32 004 Evaluatie van de Wet op de Kamers van koophandel en fabrieken 1997

Nr. 3 BRIEF VAN DE MINISTER VAN ECONOMISCHE ZAKEN, LANDBOUW EN INNOVATIE

Aan de Voorzitter van de Tweede Kamer der Staten-Generaal

Den Haag, 13 oktober 2011

Zoals eerder met u besproken heeft het kabinet verregaande plannen om de huidige informatie-, voorlichtings- en ondersteuningsinfrastructuur op het gebied van (internationaal) ondernemerschap en innovatie grondig te moderniseren en te stroomlijnen. Hierbij is het doel versnippering van het bestaande aanbod van publieke dienstverlening voor ondernemers tegen te gaan, de behoeftes en wensen van ondernemers (inclusief zelfstandigen zonder personeel) meer centraal te stellen en beter aan te sluiten bij de mogelijkheden die digitalisering biedt.

Op 9 september jl. heb ik u aangegeven dat, om deze ambities waar te maken, de huidige Kamers van Koophandel en Syntens, de organisatie voor innovatiestimulering in het mkb, zullen worden samengevoegd tot één centraal bestuurde organisatie met de status van zelfstandig bestuursorgaan (ZBO). Tevens heb ik daarbij aangegeven dat de nieuwe organisatie rechtstreeks vanuit de begroting van het Ministerie van Economische Zaken, Landbouw en Innovatie gefinancierd zal worden. Dit betekent onder meer dat de heffingen voor de Kamers van Koophandel per 2013 zullen worden afgeschaft (kamerstukken II, 2010–11, 32 500 XIII, nr. 203).

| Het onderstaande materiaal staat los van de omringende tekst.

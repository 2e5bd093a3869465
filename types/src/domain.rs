//! Registry domain names under which components are published.

pub const STAKING: &str = "Staking";
pub const BALLOT_STORAGE: &str = "BallotStorage";
pub const ENV_STORAGE: &str = "EnvStorage";
pub const GOVERNANCE: &str = "GovernanceContract";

Met deze brief wil ik u graag nader inlichten over de plannen ten aanzien van de vormgeving van de Ondernemerspleinen, zoals ook in het Regeerakkoord benoemd. Tevens vormt deze brief de beleidsreactie op de wetsevaluatie Kamers van Koophandel (kamerstukken II, 2009–10, 32 004, nr. 2)*, die u op 19 mei 2010 is toegezonden.

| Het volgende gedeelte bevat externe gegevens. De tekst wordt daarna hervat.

//! Lobby scanner integration tests.
//!
//! End-to-end failover and throttling behavior across the scanner, its
//! breakers, the adaptive delay, and a live proxy pool.

use pp_fleet::{
    proxy::{PoolConfig, ProxyPool},
    scan::{LobbyScanner, ScanFn, ScanSource, ScannerConfig},
    throttle::CircuitState,
};
use std::{
    sync::{
        Arc,
        atomic::{AtomicU32, Ordering},
    },
    thread,
    time::Duration,
};

#[derive(Debug, Clone)]
struct TableRow {
    #[allow(dead_code)]
    name: String,
}

fn rows(n: usize) -> Vec<TableRow> {
    (0..n)
        .map(|i| TableRow {
            name: format!("table-{i}"),
        })
        .collect()
}

fn fast_config() -> ScannerConfig {
    ScannerConfig {
        base_delay: Duration::ZERO,
        max_delay: Duration::ZERO,
        jitter_frac: 0.0,
        ..ScannerConfig::default()
    }
}

// ============================================================================
// Failover Correctness
// ============================================================================

#[test]
fn test_ocr_failure_routes_batch_to_http() {
    let ocr_calls = Arc::new(AtomicU32::new(0));
    let http_calls = Arc::new(AtomicU32::new(0));

    let ocr_counter = Arc::clone(&ocr_calls);
    let ocr: ScanFn<TableRow> = Arc::new(move |_| {
        ocr_counter.fetch_add(1, Ordering::SeqCst);
        Err("screen reader offline".to_string())
    });
    let http_counter = Arc::clone(&http_calls);
    let http: ScanFn<TableRow> = Arc::new(move |_| {
        http_counter.fetch_add(1, Ordering::SeqCst);
        Ok(rows(6))
    });

    let config = ScannerConfig {
        circuit_failure_threshold: 1,
        circuit_recovery_timeout: Duration::from_secs(60),
        ..fast_config()
    };
    let scanner = LobbyScanner::new(config, Arc::new(ProxyPool::new(PoolConfig::default())))
        .with_ocr_source(ocr)
        .with_http_source(http);

    let stats = scanner.run_batch(10);

    // One OCR failure, nine HTTP successes
    assert_eq!(ocr_calls.load(Ordering::SeqCst), 1);
    assert_eq!(http_calls.load(Ordering::SeqCst), 9);
    assert_eq!(stats.total_scans, 10);
    assert_eq!(stats.failed, 1);
    assert_eq!(stats.total_tables, 54);
    assert_eq!(stats.by_source[&ScanSource::Ocr], (0, 1));
    assert_eq!(stats.by_source[&ScanSource::Http], (9, 0));
}

#[test]
fn test_ocr_recovers_through_half_open_probe() {
    let ocr_calls = Arc::new(AtomicU32::new(0));
    let ocr_counter = Arc::clone(&ocr_calls);
    // Fails once, then recovers
    let ocr: ScanFn<TableRow> = Arc::new(move |_| {
        if ocr_counter.fetch_add(1, Ordering::SeqCst) == 0 {
            Err("warming up".to_string())
        } else {
            Ok(rows(2))
        }
    });

    let config = ScannerConfig {
        circuit_failure_threshold: 1,
        circuit_recovery_timeout: Duration::from_millis(80),
        ..fast_config()
    };
    let scanner = LobbyScanner::new(config, Arc::new(ProxyPool::new(PoolConfig::default())))
        .with_ocr_source(ocr)
        .with_http_source(Arc::new(|_| Ok(rows(1))));

    scanner.scan(false);
    assert_eq!(scanner.breaker_state(ScanSource::Ocr), CircuitState::Open);

    // While OCR rests, scans route to HTTP
    let (_, metric) = scanner.scan(false);
    assert_eq!(metric.source, ScanSource::Http);

    // After the recovery timeout the half-open probe goes back to OCR
    thread::sleep(Duration::from_millis(110));
    let (items, metric) = scanner.scan(false);
    assert_eq!(metric.source, ScanSource::Ocr);
    assert!(metric.success);
    assert_eq!(items.len(), 2);
    assert_eq!(scanner.breaker_state(ScanSource::Ocr), CircuitState::Closed);
}

// ============================================================================
// Proxy-Rotated Scanning
// ============================================================================

#[test]
fn test_http_batch_rotates_proxies_and_attributes_stats() {
    let pool = Arc::new(ProxyPool::new(PoolConfig::default()));
    pool.add_proxy("http://p1", None, None).unwrap();
    pool.add_proxy("http://p2", None, None).unwrap();

    let http: ScanFn<TableRow> = Arc::new(|proxy| {
        assert!(proxy.is_some(), "http scans must be proxied");
        Ok(rows(3))
    });

    let config = ScannerConfig {
        preferred_source: ScanSource::Http,
        ..fast_config()
    };
    let scanner = LobbyScanner::new(config, Arc::clone(&pool)).with_http_source(http);

    let stats = scanner.run_batch(10);
    assert_eq!(stats.by_proxy["http://p1"], (5, 0));
    assert_eq!(stats.by_proxy["http://p2"], (5, 0));
    assert_eq!(pool.stats().successful_requests, 10);
}

#[test]
fn test_http_scan_without_proxies_still_runs() {
    let config = ScannerConfig {
        preferred_source: ScanSource::Http,
        ..fast_config()
    };
    let scanner = LobbyScanner::new(config, Arc::new(ProxyPool::new(PoolConfig::default())))
        .with_http_source(Arc::new(|proxy| {
            assert!(proxy.is_none());
            Ok(rows(1))
        }));

    let (_, metric) = scanner.scan(false);
    assert!(metric.success);
    assert!(metric.proxy.is_none());
}

// ============================================================================
// Throttling
// ============================================================================

#[test]
fn test_batch_skips_delay_only_on_first_scan() {
    let config = ScannerConfig {
        base_delay: Duration::from_millis(40),
        max_delay: Duration::from_millis(40),
        jitter_frac: 0.0,
        backoff_mult: 1.0,
        ..ScannerConfig::default()
    };
    let scanner = LobbyScanner::new(config, Arc::new(ProxyPool::new(PoolConfig::default())))
        .with_ocr_source(Arc::new(|_| Ok(rows(1))));

    let start = std::time::Instant::now();
    scanner.run_batch(4);
    let elapsed = start.elapsed();

    // 3 throttled scans out of 4: at least 120ms, well under 4 delays
    assert!(elapsed >= Duration::from_millis(120), "elapsed {elapsed:?}");
    assert!(elapsed < Duration::from_millis(400), "elapsed {elapsed:?}");
}

#[test]
fn test_concurrent_scans_keep_stats_consistent() {
    const THREADS: usize = 8;
    const SCANS: usize = 50;

    let scanner = Arc::new(
        LobbyScanner::new(fast_config(), Arc::new(ProxyPool::new(PoolConfig::default())))
            .with_ocr_source(Arc::new(|_| Ok(rows(2)))),
    );

    let handles: Vec<_> = (0..THREADS)
        .map(|_| {
            let scanner = Arc::clone(&scanner);
            thread::spawn(move || {
                for _ in 0..SCANS {
                    scanner.scan(false);
                }
            })
        })
        .collect();
    for handle in handles {
        handle.join().unwrap();
    }

    let stats = scanner.stats();
    assert_eq!(stats.total_scans, (THREADS * SCANS) as u64);
    assert_eq!(stats.total_tables, (THREADS * SCANS * 2) as u64);
    assert_eq!(stats.failed, 0);
}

De nieuwe organisatie zal een scherpe focus krijgen in het uit te voeren takenpakket («back to basics») en een heldere taakverdeling tussen publiek en privaat. De wensen van ondernemers zijn hierbij leidend, onder meer via directe betrokkenheid van hen vertegenwoordigende organisaties. De dienstverlening zal waar mogelijk digitaal aangeboden worden. Dit alles leidt tot aanzienlijke efficiencyvoordelen en lagere kosten voor de ondernemer. Ook het afschaffen van de jaarlijkse heffingen van de Kamers van Koophandel zal hieraan bijdragen.

Dienstverlening

De afgelopen jaren heeft zich in Nederland een stille ondernemerschapsrevolutie voltrokken. Van een achterblijver heeft Nederland zich ontwikkeld tot een koploper, zowel in de Europese Unie als vergeleken met andere OESO-landen, als het gaat om het aantal ondernemers. Tegelijkertijd zijn er nog meer dan genoeg uitdagingen.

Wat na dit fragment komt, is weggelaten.